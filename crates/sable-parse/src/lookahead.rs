use sable_tokenizer::Token;
use sable_yellow::SyntaxKind::{self, *};

use crate::parser::MAX_DEPTH;

/// Rewindable read-only view of the token buffer. Scans move it freely and
/// never produce tree events or diagnostics; peeking past the end keeps
/// returning the end-of-file token. A copy is a mark: scans that may need
/// to back out work on a copy and drop it.
#[derive(Clone, Copy)]
pub(crate) struct Lookahead<'t> {
    text: &'t str,
    tokens: &'t [Token],
    pos: usize,
    in_async: bool,
    depth: u32,
}

impl<'t> Lookahead<'t> {
    pub(crate) fn new(text: &'t str, tokens: &'t [Token], pos: usize, in_async: bool) -> Self {
        debug_assert!(tokens.last().is_some_and(|token| token.kind == EOF));
        Self { text, tokens, pos, in_async, depth: 0 }
    }

    pub(crate) fn token(&self, n: usize) -> &'t Token {
        &self.tokens[(self.pos + n).min(self.tokens.len() - 1)]
    }

    pub(crate) fn kind(&self, n: usize) -> SyntaxKind {
        self.token(n).kind
    }

    pub(crate) fn contextual(&self, n: usize) -> SyntaxKind {
        self.token(n).contextual_kind
    }

    pub(crate) fn text(&self, n: usize) -> &'t str {
        self.token(n).text(self.text)
    }

    pub(crate) fn at(&self, kind: SyntaxKind) -> bool {
        self.kind(0) == kind
    }

    pub(crate) fn nth_at_contextual(&self, n: usize, kind: SyntaxKind) -> bool {
        self.kind(n) == IDENT && self.contextual(n) == kind
    }

    pub(crate) fn at_contextual(&self, kind: SyntaxKind) -> bool {
        self.nth_at_contextual(0, kind)
    }

    pub(crate) fn is_underscore(&self, n: usize) -> bool {
        self.kind(n) == IDENT && self.text(n) == "_"
    }

    /// An identifier that is not acting as a keyword here.
    pub(crate) fn is_true_identifier(&self, n: usize) -> bool {
        self.kind(n) == IDENT && !(self.in_async && self.contextual(n) == AWAIT_KW)
    }

    pub(crate) fn in_async(&self) -> bool {
        self.in_async
    }

    pub(crate) fn advance(&mut self) -> &'t Token {
        let token = self.token(0);
        if token.kind != EOF {
            self.pos += 1;
        }
        token
    }

    pub(crate) fn eat(&mut self, kind: SyntaxKind) -> bool {
        if self.at(kind) {
            self.advance();
            true
        } else {
            false
        }
    }

    /// Whether tokens `n` and `n + 1` touch with no trivia in between.
    pub(crate) fn is_adjacent(&self, n: usize) -> bool {
        self.token(n).range.end() == self.token(n + 1).range.start()
    }

    /// Shift operators spelled with `>`, which the tokenizer always splits.
    /// Returns the combined kind and how many raw tokens it spans.
    pub(crate) fn composite_gt(&self) -> Option<(SyntaxKind, usize)> {
        if !self.at(GT) {
            return None;
        }

        let composite = match (self.kind(1), self.is_adjacent(0)) {
            (GT, true) => match (self.kind(2), self.is_adjacent(1)) {
                (GT, true) => (GT_GT_GT, 3),
                (GT_EQ, true) => (GT_GT_GT_EQ, 3),
                _ => (GT_GT, 2),
            },
            (GT_EQ, true) => (GT_GT_EQ, 2),
            _ => (GT, 1),
        };
        Some(composite)
    }

    /// Runs a nested scan, failing with `fallback` past the nesting limit.
    pub(crate) fn nested<R>(&mut self, fallback: R, scan: impl FnOnce(&mut Self) -> R) -> R {
        if self.depth >= MAX_DEPTH {
            return fallback;
        }
        self.depth += 1;
        let result = scan(self);
        self.depth -= 1;
        result
    }

    /// Moves past a balanced `open ... close` group. Fails at statement
    /// boundaries (`;`, `{`, `}`) and at end of file.
    pub(crate) fn skip_balanced(&mut self, open: SyntaxKind, close: SyntaxKind) -> bool {
        debug_assert!(self.at(open));
        let mut depth = 0usize;

        loop {
            match self.kind(0) {
                EOF | SEMICOLON | L_BRACE | R_BRACE => return false,
                kind if kind == open => depth += 1,
                kind if kind == close => {
                    depth -= 1;
                    if depth == 0 {
                        self.advance();
                        return true;
                    }
                }
                _ => {}
            }
            self.advance();
        }
    }
}

#[cfg(test)]
mod tests {
    use sable_tokenizer::tokenize;
    use text_size::TextSize;

    use super::*;

    #[test]
    fn peeking_past_the_end_yields_eof() {
        let text = "a b";
        let tokens = tokenize(text, TextSize::new(0));
        let mut look = Lookahead::new(text, &tokens, 0, false);

        assert_eq!(look.kind(5), EOF);
        look.advance();
        look.advance();
        look.advance();
        look.advance();
        assert_eq!(look.kind(0), EOF);
        assert_eq!(look.kind(1), EOF);
    }

    #[test]
    fn copies_rewind() {
        let text = "a b c";
        let tokens = tokenize(text, TextSize::new(0));
        let mut look = Lookahead::new(text, &tokens, 0, false);

        let outer = look;
        look.advance();
        let inner = look;
        look.advance();
        assert_eq!(look.text(0), "c");
        look = inner;
        assert_eq!(look.text(0), "b");
        look = outer;
        assert_eq!(look.text(0), "a");
    }

    #[test]
    fn shift_operators_need_adjacent_tokens() {
        let text = ">> > > >>= >>>=";
        let tokens = tokenize(text, TextSize::new(0));
        let mut look = Lookahead::new(text, &tokens, 0, false);

        assert_eq!(look.composite_gt(), Some((GT_GT, 2)));
        look.advance();
        look.advance();
        assert_eq!(look.composite_gt(), Some((GT, 1)));
        look.advance();
        look.advance();
        assert_eq!(look.composite_gt(), Some((GT_GT_EQ, 2)));
        look.advance();
        look.advance();
        assert_eq!(look.composite_gt(), Some((GT_GT_GT_EQ, 3)));
    }

    #[test]
    fn balanced_skip_stops_at_statement_boundaries() {
        let text = "(a, (b)) => (c; d)";
        let tokens = tokenize(text, TextSize::new(0));
        let mut look = Lookahead::new(text, &tokens, 0, false);

        assert!(look.skip_balanced(L_PAREN, R_PAREN));
        assert_eq!(look.kind(0), FAT_ARROW);
        look.advance();
        assert!(!look.skip_balanced(L_PAREN, R_PAREN));
    }
}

*Activity*. All that is wanted is the stretch of lines above from the one containing "the end keeps" through the one containing "let token = self.token(0);", duplicated exactly.

*Expected answer*.
/// never produce tree events or diagnostics; peeking past the end keeps
/// returning the end-of-file token. A copy is a mark: scans that may need
/// to back out work on a copy and drop it.
#[derive(Clone, Copy)]
pub(crate) struct Lookahead<'t> {
    text: &'t str,
    tokens: &'t [Token],
    pos: usize,
    in_async: bool,
    depth: u32,
}

impl<'t> Lookahead<'t> {
    pub(crate) fn new(text: &'t str, tokens: &'t [Token], pos: usize, in_async: bool) -> Self {
        debug_assert!(tokens.last().is_some_and(|token| token.kind == EOF));
        Self { text, tokens, pos, in_async, depth: 0 }
    }

    pub(crate) fn token(&self, n: usize) -> &'t Token {
        &self.tokens[(self.pos + n).min(self.tokens.len() - 1)]
    }

    pub(crate) fn kind(&self, n: usize) -> SyntaxKind {
        self.token(n).kind
    }

    pub(crate) fn contextual(&self, n: usize) -> SyntaxKind {
        self.token(n).contextual_kind
    }

    pub(crate) fn text(&self, n: usize) -> &'t str {
        self.token(n).text(self.text)
    }

    pub(crate) fn at(&self, kind: SyntaxKind) -> bool {
        self.kind(0) == kind
    }

    pub(crate) fn nth_at_contextual(&self, n: usize, kind: SyntaxKind) -> bool {
        self.kind(n) == IDENT && self.contextual(n) == kind
    }

    pub(crate) fn at_contextual(&self, kind: SyntaxKind) -> bool {
        self.nth_at_contextual(0, kind)
    }

    pub(crate) fn is_underscore(&self, n: usize) -> bool {
        self.kind(n) == IDENT && self.text(n) == "_"
    }

    /// An identifier that is not acting as a keyword here.
    pub(crate) fn is_true_identifier(&self, n: usize) -> bool {
        self.kind(n) == IDENT && !(self.in_async && self.contextual(n) == AWAIT_KW)
    }

    pub(crate) fn in_async(&self) -> bool {
        self.in_async
    }

    pub(crate) fn advance(&mut self) -> &'t Token {
        let token = self.token(0);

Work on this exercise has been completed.